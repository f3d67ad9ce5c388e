//! Web search (GET /api/search)
//!
//! Results come from the DuckDuckGo Instant Answer API. A query with no
//! instant answer, abstract or related topic still gets one result that
//! links to a full DuckDuckGo search.

use axum::{
    extract::{rejection::QueryRejection, Query, State},
    response::Response,
};
use serde::{Deserialize, Serialize};
use serde_json::Value;
use url::form_urlencoded;

use crate::api::{policy::SEARCH, respond, AppState, ClientIdentity};
use crate::error::{ApiError, Result};
use crate::models::requests::{clamped_number, required};
use crate::models::SearchQuery;
use crate::routes::query_params;
use crate::upstream::{UpstreamClient, UpstreamError};

const UNAVAILABLE: &str = "Search service unavailable";

#[derive(Debug, Clone, Copy, PartialEq, Eq, Serialize)]
#[serde(rename_all = "snake_case")]
pub enum ResultKind {
    InstantAnswer,
    Abstract,
    RelatedTopic,
    Fallback,
}

#[derive(Debug, Clone, PartialEq, Serialize)]
pub struct SearchResult {
    pub title: String,
    pub snippet: String,
    pub url: String,
    #[serde(rename = "type")]
    pub kind: ResultKind,
}

#[derive(Debug, Clone, Serialize)]
pub struct SearchResults {
    pub query: String,
    pub total_results: usize,
    pub results: Vec<SearchResult>,
}

#[derive(Debug, Default, Deserialize)]
#[serde(rename_all = "PascalCase", default)]
struct InstantAnswer {
    answer: String,
    #[serde(rename = "Abstract")]
    summary: String,
    #[serde(rename = "AbstractURL")]
    abstract_url: String,
    heading: String,
    related_topics: Vec<RelatedTopic>,
}

/// Grouped topics carry `Topics` instead of `Text`; those are skipped.
#[derive(Debug, Default, Deserialize)]
#[serde(default)]
struct RelatedTopic {
    #[serde(rename = "Text")]
    text: Option<String>,
    #[serde(rename = "FirstURL")]
    first_url: Option<String>,
}

/// Handler for GET /api/search
pub async fn search_handler(
    State(state): State<AppState>,
    ClientIdentity(identity): ClientIdentity,
    query: std::result::Result<Query<SearchQuery>, QueryRejection>,
) -> Response {
    let result = search(&state, &identity, query).await;
    respond(&SEARCH, &identity, result)
}

async fn search(
    state: &AppState,
    identity: &str,
    query: std::result::Result<Query<SearchQuery>, QueryRejection>,
) -> Result<Value> {
    state.check_rate(&SEARCH, identity).await?;
    let query = query_params(query)?;

    let q = required(&query.q, "Query parameter is required")?;
    let limit = clamped_number(&query.limit, "limit", 10, 1, 20)? as usize;

    let key = format!("{limit}:{}", q.to_lowercase());
    state
        .cached(&SEARCH, &key, || async {
            let results = fetch_results(&state.upstream, q, limit)
                .await
                .map_err(|e| ApiError::upstream(UNAVAILABLE, e))?;
            serde_json::to_value(results).map_err(|e| ApiError::internal(UNAVAILABLE, e.to_string()))
        })
        .await
}

/// Queries DuckDuckGo and flattens the answer into at most `limit` results.
pub async fn fetch_results(
    upstream: &UpstreamClient,
    query: &str,
    limit: usize,
) -> std::result::Result<SearchResults, UpstreamError> {
    let url = format!("{}/", upstream.config().duckduckgo_base_url);
    let answer: InstantAnswer = upstream
        .get_json(
            &url,
            &[
                ("q", query),
                ("format", "json"),
                ("no_html", "1"),
                ("skip_disambig", "1"),
            ],
        )
        .await?;

    let mut results = flatten(answer, limit);
    if results.is_empty() {
        results.push(fallback_result(query));
    }

    Ok(SearchResults {
        query: query.to_string(),
        total_results: results.len(),
        results,
    })
}

fn flatten(answer: InstantAnswer, limit: usize) -> Vec<SearchResult> {
    let link = if answer.abstract_url.is_empty() {
        "#".to_string()
    } else {
        answer.abstract_url.clone()
    };

    let mut results = Vec::new();
    if !answer.answer.is_empty() {
        results.push(SearchResult {
            title: "Instant Answer".to_string(),
            snippet: answer.answer,
            url: link.clone(),
            kind: ResultKind::InstantAnswer,
        });
    }
    if !answer.summary.is_empty() {
        let title = if answer.heading.is_empty() {
            "Information".to_string()
        } else {
            answer.heading
        };
        results.push(SearchResult {
            title,
            snippet: answer.summary,
            url: link,
            kind: ResultKind::Abstract,
        });
    }

    let topics = answer.related_topics.into_iter().filter_map(|topic| {
        let text = topic.text.filter(|t| !t.is_empty())?;
        let url = topic.first_url.filter(|u| !u.is_empty())?;
        let title = match text.split(" - ").next() {
            Some(head) if !head.is_empty() => head.to_string(),
            _ => "Related Topic".to_string(),
        };
        Some(SearchResult {
            title,
            snippet: text,
            url,
            kind: ResultKind::RelatedTopic,
        })
    });
    results.extend(topics);

    results.truncate(limit);
    results
}

fn fallback_result(query: &str) -> SearchResult {
    let encoded: String = form_urlencoded::byte_serialize(query.as_bytes()).collect();
    SearchResult {
        title: "Search Results".to_string(),
        snippet: format!("Search results for \"{query}\". Try refining your search query."),
        url: format!("https://duckduckgo.com/?q={encoded}"),
        kind: ResultKind::Fallback,
    }
}
//! URL shortener (GET /api/shorten)
//!
//! Short links are records only; nothing resolves them.

use axum::{
    extract::{rejection::QueryRejection, Query, State},
    response::Response,
};
use chrono::{Duration, Utc};
use rand::{distributions::Alphanumeric, Rng};
use serde::Serialize;
use serde_json::Value;
use url::Url;

use crate::api::{policy::SHORTEN, respond, AppState, ClientIdentity};
use crate::error::{ApiError, Result};
use crate::models::requests::required;
use crate::models::ShortenQuery;
use crate::routes::query_params;

const CODE_LENGTH: usize = 6;
const MAX_CUSTOM_LENGTH: usize = 32;

#[derive(Debug, Clone, Serialize)]
#[serde(rename_all = "camelCase")]
pub struct ShortLink {
    pub original_url: String,
    pub short_url: String,
    pub short_code: String,
    pub created_at: String,
    pub expires_at: String,
    pub clicks: u64,
}

/// Handler for GET /api/shorten
pub async fn shorten_handler(
    State(state): State<AppState>,
    ClientIdentity(identity): ClientIdentity,
    query: std::result::Result<Query<ShortenQuery>, QueryRejection>,
) -> Response {
    let result = shorten(&state, &identity, query).await;
    respond(&SHORTEN, &identity, result)
}

async fn shorten(
    state: &AppState,
    identity: &str,
    query: std::result::Result<Query<ShortenQuery>, QueryRejection>,
) -> Result<Value> {
    state.check_rate(&SHORTEN, identity).await?;
    let query = query_params(query)?;

    let raw = required(&query.url, "URL parameter is required")?;
    let url = Url::parse(raw).map_err(|_| ApiError::validation("Invalid URL format"))?;
    let custom = validate_custom(query.custom.as_deref())?;

    // The same URL keeps its code for the lifetime of the record
    let key = format!("{}|{}", custom.as_deref().unwrap_or(""), url);
    let base = state.config.short_link_base.clone();
    state
        .cached(&SHORTEN, &key, || async move {
            let link = create_short_link(&url, custom.as_deref(), &base);
            serde_json::to_value(link)
                .map_err(|e| ApiError::internal("URL shortening failed", e.to_string()))
        })
        .await
}

/// Accepts an optional custom code of up to 32 ASCII letters, digits, `-` or `_`.
pub fn validate_custom(custom: Option<&str>) -> Result<Option<String>> {
    let Some(code) = custom.map(str::trim).filter(|c| !c.is_empty()) else {
        return Ok(None);
    };

    let valid = code.len() <= MAX_CUSTOM_LENGTH
        && code
            .chars()
            .all(|c| c.is_ascii_alphanumeric() || c == '-' || c == '_');
    if !valid {
        return Err(ApiError::validation(format!(
            "custom must be at most {MAX_CUSTOM_LENGTH} letters, digits, '-' or '_'"
        )));
    }
    Ok(Some(code.to_string()))
}

pub fn create_short_link(url: &Url, custom: Option<&str>, base: &str) -> ShortLink {
    let code = custom.map(str::to_string).unwrap_or_else(generate_code);
    let now = Utc::now();

    ShortLink {
        original_url: url.to_string(),
        short_url: format!("{}/{}", base.trim_end_matches('/'), code),
        short_code: code,
        created_at: now.to_rfc3339(),
        expires_at: (now + Duration::days(365)).to_rfc3339(),
        clicks: 0,
    }
}

fn generate_code() -> String {
    rand::thread_rng()
        .sample_iter(&Alphanumeric)
        .take(CODE_LENGTH)
        .map(char::from)
        .collect()
}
________________________
* WHAT THIS TASK INVOLVES *
Give back exactly the lines above starting at the line where "use crate::models::SearchQuery;" appears and ending at the line where "state.check_rate(&SEARCH, identity).await?;" appears, both included, with no other lines.

* COMPLETED EXERCISE *
use crate::models::SearchQuery;
use crate::routes::query_params;
use crate::upstream::{UpstreamClient, UpstreamError};

const UNAVAILABLE: &str = "Search service unavailable";

#[derive(Debug, Clone, Copy, PartialEq, Eq, Serialize)]
#[serde(rename_all = "snake_case")]
pub enum ResultKind {
    InstantAnswer,
    Abstract,
    RelatedTopic,
    Fallback,
}

#[derive(Debug, Clone, PartialEq, Serialize)]
pub struct SearchResult {
    pub title: String,
    pub snippet: String,
    pub url: String,
    #[serde(rename = "type")]
    pub kind: ResultKind,
}

#[derive(Debug, Clone, Serialize)]
pub struct SearchResults {
    pub query: String,
    pub total_results: usize,
    pub results: Vec<SearchResult>,
}

#[derive(Debug, Default, Deserialize)]
#[serde(rename_all = "PascalCase", default)]
struct InstantAnswer {
    answer: String,
    #[serde(rename = "Abstract")]
    summary: String,
    #[serde(rename = "AbstractURL")]
    abstract_url: String,
    heading: String,
    related_topics: Vec<RelatedTopic>,
}

/// Grouped topics carry `Topics` instead of `Text`; those are skipped.
#[derive(Debug, Default, Deserialize)]
#[serde(default)]
struct RelatedTopic {
    #[serde(rename = "Text")]
    text: Option<String>,
    #[serde(rename = "FirstURL")]
    first_url: Option<String>,
}

/// Handler for GET /api/search
pub async fn search_handler(
    State(state): State<AppState>,
    ClientIdentity(identity): ClientIdentity,
    query: std::result::Result<Query<SearchQuery>, QueryRejection>,
) -> Response {
    let result = search(&state, &identity, query).await;
    respond(&SEARCH, &identity, result)
}

async fn search(
    state: &AppState,
    identity: &str,
    query: std::result::Result<Query<SearchQuery>, QueryRejection>,
) -> Result<Value> {
    state.check_rate(&SEARCH, identity).await?;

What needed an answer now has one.